ANTH4995/ Research Final Draft

April 9, 2019



The Evolution of Vinyl:

Cultural Artifacts and Consumer Agency

in the Digital Age





Technology and economics are the primary ways in which certain cultural components transition and move.  One of the more impactful cultural transitions of the 1980’s involved popular music and vinyl record buyers.  When the compact disc arrived on the market, it replaced vinyl records as the most practical form of technology and effectively made way for a future subculture of vinyl collectors. This subculture may contain those who wish to revive history, resist new technology, or conjure a way of life they once knew.  It also may contain those who enjoy newer musical ventures with an “old school” flare such as mixing. The journey to broaden cultural memory of the “good old days” of pop culture and challenge the progression of new technology by focusing on material vintage items may be a way of defining oneself through objects of imagined value.  The way in which music is consumed has also shifted drastically, and this project will analyze the initial emergence of vinyl as a technological triumph and the re-emergence of vinyl as an optional format for music consumption in the digital age while exploring, within the framework of practice theory, how consumers navigate the relationship between power and agency.

The History of Listening:

Music has been a significant component of the human cultural experience since prehistoric times, emerging between 30,000 and 60,000 years ago, but Thomas Edison’s invention of the phonograph in 1877 entirely revolutionized music consumption.  The earliest form of the “record” was an all wax cylinder that could be shaved down to record new sounds.

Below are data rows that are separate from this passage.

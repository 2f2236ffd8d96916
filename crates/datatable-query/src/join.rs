//! JOIN clause types.

use crate::expr::Expr;
use datatable_core::Value;

/// A JOIN clause over a relation path.
///
/// The tree emits association joins, so the joined target is a relation
/// path (`parent_alias.relation`) rather than a bare table name.
#[derive(Debug, Clone)]
pub struct Join {
    /// Kind of join
    pub join_type: JoinType,
    /// Relation path being joined (e.g. `"u.address"`)
    pub path: String,
    /// Alias assigned to the joined relation
    pub alias: String,
    /// How the extra condition composes, if one is present
    pub condition_type: Option<JoinConditionType>,
    /// Extra condition restricting the join
    pub condition: Option<Expr>,
}

/// Kinds of joins the tree can emit.
#[derive(Debug, Clone, Copy, PartialEq, Eq, Default)]
pub enum JoinType {
    Inner,
    #[default]
    Left,
    Right,
    Full,
}

impl JoinType {
    /// Get the SQL keyword for this join kind.
    pub const fn as_str(&self) -> &'static str {
        match self {
            JoinType::Inner => "INNER JOIN",
            JoinType::Left => "LEFT JOIN",
            JoinType::Right => "RIGHT JOIN",
            JoinType::Full => "FULL JOIN",
        }
    }
}

/// How a join's extra condition composes with the association condition.
#[derive(Debug, Clone, Copy, PartialEq, Eq)]
pub enum JoinConditionType {
    /// Replace the association condition
    On,
    /// Add to the association condition
    With,
}

impl JoinConditionType {
    /// Get the SQL keyword for this condition kind.
    pub const fn as_str(&self) -> &'static str {
        match self {
            JoinConditionType::On => "ON",
            JoinConditionType::With => "WITH",
        }
    }
}

impl Join {
    /// Create a join of the given kind.
    pub fn new(join_type: JoinType, path: impl Into<String>, alias: impl Into<String>) -> Self {
        Self {
            join_type,
            path: path.into(),
            alias: alias.into(),
            condition_type: None,
            condition: None,
        }
    }

    /// Create a LEFT JOIN.
    pub fn left(path: impl Into<String>, alias: impl Into<String>) -> Self {
        Self::new(JoinType::Left, path, alias)
    }

    /// Create an INNER JOIN.
    pub fn inner(path: impl Into<String>, alias: impl Into<String>) -> Self {
        Self::new(JoinType::Inner, path, alias)
    }

    /// Attach an extra condition.
    pub fn condition(mut self, kind: JoinConditionType, expr: Expr) -> Self {
        self.condition_type = Some(kind);
        self.condition = Some(expr);
        self
    }

    /// Render this JOIN clause, collecting bound parameters.
    pub fn build(&self, params: &mut Vec<Value>, offset: usize) -> String {
        let mut sql = format!(" {} {} {}", self.join_type.as_str(), self.path, self.alias);

        if let (Some(kind), Some(condition)) = (self.condition_type, &self.condition) {
            let condition_sql = condition.build(params, offset);
            sql.push_str(&format!(" {} {condition_sql}", kind.as_str()));
        }

        sql
    }
}

#[cfg(test)]
mod tests {
    use super::*;

    #[test]
    fn left_join_renders_path_and_alias() {
        let mut params = Vec::new();
        let sql = Join::left("u.address", "a").build(&mut params, 0);
        assert_eq!(sql, " LEFT JOIN u.address a");
        assert!(params.is_empty());
    }

    #[test]
    fn join_with_condition_binds_parameters() {
        let mut params = Vec::new();
        let join = Join::inner("u.address", "a").condition(
            JoinConditionType::With,
            Expr::qualified("a", "active").eq(true),
        );
        let sql = join.build(&mut params, 0);
        assert_eq!(sql, " INNER JOIN u.address a WITH a.active = $1");
        assert_eq!(params, vec![Value::Bool(true)]);
    }

    #[test]
    fn join_type_keywords() {
        assert_eq!(JoinType::Left.as_str(), "LEFT JOIN");
        assert_eq!(JoinType::Inner.as_str(), "INNER JOIN");
        assert_eq!(JoinType::default(), JoinType::Left);
    }
}
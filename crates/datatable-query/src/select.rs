//! The concrete SELECT sink and the declarative select spec.

use crate::expr::Expr;
use crate::join::Join;
use crate::sink::QuerySink;
use datatable_core::Value;

/// A SELECT accumulator implementing [`QuerySink`].
///
/// Collects select items, join clauses, and AND-composed conditions as the
/// tree emits them; `build` renders the accumulated query as generic
/// parameterized SQL for inspection and tests.
#[derive(Debug, Clone)]
pub struct SelectQuery {
    /// Root relation name
    from: String,
    /// Root relation alias
    from_alias: String,
    /// Select items, in emission order
    select: Vec<String>,
    /// JOIN clauses, in emission order
    joins: Vec<Join>,
    /// AND-composed criteria
    where_clause: Option<Expr>,
}

impl SelectQuery {
    /// Create a new SELECT over the given root relation and alias.
    pub fn new(from: impl Into<String>, from_alias: impl Into<String>) -> Self {
        Self {
            from: from.into(),
            from_alias: from_alias.into(),
            select: Vec::new(),
            joins: Vec::new(),
            where_clause: None,
        }
    }

    /// The root relation name.
    pub fn from_name(&self) -> &str {
        &self.from
    }

    /// The root relation alias.
    pub fn from_alias(&self) -> &str {
        &self.from_alias
    }

    /// Accumulated select items.
    pub fn select_items(&self) -> &[String] {
        &self.select
    }

    /// Accumulated join clauses.
    pub fn joins(&self) -> &[Join] {
        &self.joins
    }

    /// The accumulated criteria, if any condition was attached.
    pub fn where_expr(&self) -> Option<&Expr> {
        self.where_clause.as_ref()
    }

    /// Render the accumulated query and its parameters.
    pub fn build(&self) -> (String, Vec<Value>) {
        let mut sql = String::new();
        let mut params = Vec::new();

        sql.push_str("SELECT ");
        if self.select.is_empty() {
            sql.push_str(&self.from_alias);
        } else {
            sql.push_str(&self.select.join(", "));
        }

        sql.push_str(" FROM ");
        sql.push_str(&self.from);
        sql.push(' ');
        sql.push_str(&self.from_alias);

        for join in &self.joins {
            sql.push_str(&join.build(&mut params, 0));
        }

        if let Some(where_clause) = &self.where_clause {
            let where_sql = where_clause.build(&mut params, 0);
            sql.push_str(" WHERE ");
            sql.push_str(&where_sql);
        }

        (sql, params)
    }
}

impl QuerySink for SelectQuery {
    fn add_select(&mut self, item: &str) {
        self.select.push(item.to_string());
    }

    fn and_where(&mut self, expr: Expr) {
        self.where_clause = Some(match self.where_clause.take() {
            Some(existing) => existing.and(expr),
            None => expr,
        });
    }

    fn add_join(&mut self, join: Join) {
        tracing::trace!(path = %join.path, alias = %join.alias, "adding join clause");
        self.joins.push(join);
    }

    fn join_aliases(&self) -> Vec<String> {
        self.joins.iter().map(|j| j.alias.clone()).collect()
    }
}

/// The declarative select spec: an order-preserving map from entity alias
/// to the columns selected under it.
pub type SelectSpec = serde_json::Map<String, serde_json::Value>;

/// Merge `other` into `into`, combining duplicate keys instead of
/// overwriting them.
///
/// Lists append, maps recurse, and a scalar colliding with anything is
/// widened into a list holding both sides, so no contribution is lost when
/// two fields select under the same alias.
pub fn merge_spec(into: &mut SelectSpec, other: SelectSpec) {
    for (key, incoming) in other {
        match into.get_mut(&key) {
            Some(existing) => merge_spec_value(existing, incoming),
            None => {
                into.insert(key, incoming);
            }
        }
    }
}

fn merge_spec_value(existing: &mut serde_json::Value, incoming: serde_json::Value) {
    use serde_json::Value;

    match (existing, incoming) {
        (Value::Object(existing), Value::Object(incoming)) => {
            for (key, value) in incoming {
                match existing.get_mut(&key) {
                    Some(slot) => merge_spec_value(slot, value),
                    None => {
                        existing.insert(key, value);
                    }
                }
            }
        }
        (Value::Array(existing), Value::Array(incoming)) => {
            existing.extend(incoming);
        }
        (Value::Array(existing), incoming) => {
            existing.push(incoming);
        }
        (existing, incoming) => {
            let old = existing.take();
            let mut items = vec![old];
            match incoming {
                Value::Array(rest) => items.extend(rest),
                other => items.push(other),
            }
            *existing = Value::Array(items);
        }
    }
}

#[cfg(test)]
mod tests {
    use super::*;
    use crate::join::JoinConditionType;
    use serde_json::json;

    #[test]
    fn build_renders_accumulated_items_in_order() {
        let mut query = SelectQuery::new("User", "u");
        query.add_select("u");
        query.add_select("a");
        query.add_join(Join::left("u.address", "a"));
        query.and_where(Expr::qualified("u", "email").like("%jane%"));

        let (sql, params) = query.build();
        assert_eq!(
            sql,
            "SELECT u, a FROM User u LEFT JOIN u.address a WHERE u.email LIKE $1"
        );
        assert_eq!(params, vec![Value::Text("%jane%".to_string())]);
    }

    #[test]
    fn build_without_select_items_falls_back_to_root_alias() {
        let query = SelectQuery::new("User", "u");
        let (sql, params) = query.build();
        assert_eq!(sql, "SELECT u FROM User u");
        assert!(params.is_empty());
    }

    #[test]
    fn and_where_composes_conditions() {
        let mut query = SelectQuery::new("User", "u");
        query.and_where(Expr::qualified("u", "active").eq(true));
        query.and_where(Expr::qualified("u", "age").gt(18));

        let (sql, params) = query.build();
        assert_eq!(sql, "SELECT u FROM User u WHERE u.active = $1 AND u.age > $2");
        assert_eq!(params, vec![Value::Bool(true), Value::Int(18)]);
    }

    #[test]
    fn join_parameters_precede_where_parameters() {
        let mut query = SelectQuery::new("User", "u");
        query.add_join(Join::left("u.address", "a").condition(
            JoinConditionType::With,
            Expr::qualified("a", "active").eq(true),
        ));
        query.and_where(Expr::qualified("u", "age").gt(18));

        let (sql, params) = query.build();
        assert_eq!(
            sql,
            "SELECT u FROM User u LEFT JOIN u.address a WITH a.active = $1 WHERE u.age > $2"
        );
        assert_eq!(params, vec![Value::Bool(true), Value::Int(18)]);
    }

    #[test]
    fn join_aliases_reports_each_clause() {
        let mut query = SelectQuery::new("User", "u");
        query.add_join(Join::left("u.address", "a"));
        query.add_join(Join::left("a.country", "c"));
        assert_eq!(query.join_aliases(), vec!["a".to_string(), "c".to_string()]);
    }

    #[test]
    fn merge_spec_appends_lists_under_same_alias() {
        let mut spec = SelectSpec::new();
        merge_spec(&mut spec, json!({"u": ["email"]}).as_object().unwrap().clone());
        merge_spec(&mut spec, json!({"u": ["name"]}).as_object().unwrap().clone());
        merge_spec(&mut spec, json!({"a": ["city"]}).as_object().unwrap().clone());

        assert_eq!(
            serde_json::Value::Object(spec),
            json!({"u": ["email", "name"], "a": ["city"]})
        );
    }

    #[test]
    fn merge_spec_recurses_into_maps() {
        let mut spec = SelectSpec::new();
        merge_spec(
            &mut spec,
            json!({"u": {"columns": ["email"]}}).as_object().unwrap().clone(),
        );
        merge_spec(
            &mut spec,
            json!({"u": {"columns": ["name"], "hidden": ["id"]}})
                .as_object()
                .unwrap()
                .clone(),
        );

        assert_eq!(
            serde_json::Value::Object(spec),
            json!({"u": {"columns": ["email", "name"], "hidden": ["id"]}})
        );
    }

    #[test]
    fn merge_spec_widens_scalar_collisions_into_lists() {
        let mut spec = SelectSpec::new();
        merge_spec(&mut spec, json!({"u": "email"}).as_object().unwrap().clone());
        merge_spec(&mut spec, json!({"u": "name"}).as_object().unwrap().clone());

        assert_eq!(
            serde_json::Value::Object(spec),
            json!({"u": ["email", "name"]})
        );
    }
}
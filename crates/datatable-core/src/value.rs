//! Dynamic filter parameter values.

use serde::{Deserialize, Serialize};

/// A dynamically-typed value bound into a filter predicate.
///
/// Search terms arrive from the request layer untyped; this enum carries
/// them through expression building into the parameter list of the final
/// query.
#[derive(Debug, Clone, PartialEq, Serialize, Deserialize)]
pub enum Value {
    /// NULL value
    Null,

    /// Boolean value
    Bool(bool),

    /// 64-bit signed integer
    Int(i64),

    /// 64-bit floating point
    Float(f64),

    /// Text string
    Text(String),
}

impl Value {
    /// Check if this value is NULL.
    pub const fn is_null(&self) -> bool {
        matches!(self, Value::Null)
    }

    /// Get the type name of this value.
    pub const fn type_name(&self) -> &'static str {
        match self {
            Value::Null => "NULL",
            Value::Bool(_) => "BOOLEAN",
            Value::Int(_) => "INTEGER",
            Value::Float(_) => "DOUBLE",
            Value::Text(_) => "TEXT",
        }
    }

    /// Try to convert this value to a bool.
    pub fn as_bool(&self) -> Option<bool> {
        match self {
            Value::Bool(v) => Some(*v),
            Value::Int(v) => Some(*v != 0),
            _ => None,
        }
    }

    /// Try to convert this value to an i64.
    pub fn as_i64(&self) -> Option<i64> {
        match self {
            Value::Int(v) => Some(*v),
            Value::Bool(v) => Some(if *v { 1 } else { 0 }),
            _ => None,
        }
    }

    /// Try to convert this value to an f64.
    pub fn as_f64(&self) -> Option<f64> {
        match self {
            Value::Float(v) => Some(*v),
            Value::Int(v) => Some(*v as f64),
            _ => None,
        }
    }

    /// Try to get this value as a string reference.
    pub fn as_str(&self) -> Option<&str> {
        match self {
            Value::Text(s) => Some(s),
            _ => None,
        }
    }
}

impl From<bool> for Value {
    fn from(v: bool) -> Self {
        Value::Bool(v)
    }
}

impl From<i32> for Value {
    fn from(v: i32) -> Self {
        Value::Int(i64::from(v))
    }
}

impl From<i64> for Value {
    fn from(v: i64) -> Self {
        Value::Int(v)
    }
}

impl From<f64> for Value {
    fn from(v: f64) -> Self {
        Value::Float(v)
    }
}

impl From<&str> for Value {
    fn from(v: &str) -> Self {
        Value::Text(v.to_string())
    }
}

impl From<String> for Value {
    fn from(v: String) -> Self {
        Value::Text(v)
    }
}

impl<T> From<Option<T>> for Value
where
    T: Into<Value>,
{
    fn from(v: Option<T>) -> Self {
        match v {
            Some(v) => v.into(),
            None => Value::Null,
        }
    }
}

Discs were first released in a five-inch version, then in a seven-inch, a ten-inch, and finally a 12-inch version in 1903.  At the same time, interest in double-sided records began to increase, and created shellac records which would only play on phonographs made by Edison.  After WWII, shellac was replaced by vinyl, a lighter and more durable material.  As record changers became prevalent in homes across America, record sales exploded.  The transition to vinyl was accompanied by a shift in industry standards from a 10-inch 78 rpm record to a 33 1/3 rpm record which afforded listeners a much longer listening experience.  The term “record album” was derived from the 78 as many were sold in collections contained in sleeves and bound into a book format as a way to accommodate longer tracks/track lists.

Radio also became more prolific after the war, and the number of radios in American households increased exponentially in the 1920’s and more than doubled in the 1930’s, ushering in the golden age of radio.  In 1922, the first radio advertisement aired, effectively changing the landscape of music broadcasting and ultimately music consumption.   The invention of the transistor made radios smaller and more portable, and in 1958, RCA revolutionized music consumption once again with the introduction of the tape cartridge.  Until then, vinyl records had remained the definitive form of home listening for decades.  Home audio consumption was concentrated in 8-track tape sales by the middle of the 1960’s, and once tape decks were readily available, the cassette became a fixture in the lives of music consumers. The Walkman, a portable tape deck which could be clipped on a person’s belt or hand-held to provide for greater mobility, is arguably an innovation with more impact than the cassette itself.  This is the first time music was available to go wherever the consumer went.  The Walkman lent its name to portable CD players and MP3 players, ultimately providing a precursor to more modern devices like the iPod.  In 1983, the vinyl record was superseded in sales by the cassette for the first time, largely due to components like the Walkman.

The compact disc erupted in popularity by the late 80’s, and as prices decreased for players, portable and not, recording artists began converting vinyl albums/catalogs into digital format.  The CD provided a much longer listening experience than the vinyl, a length comparable to cassettes but completely superior in sound quality.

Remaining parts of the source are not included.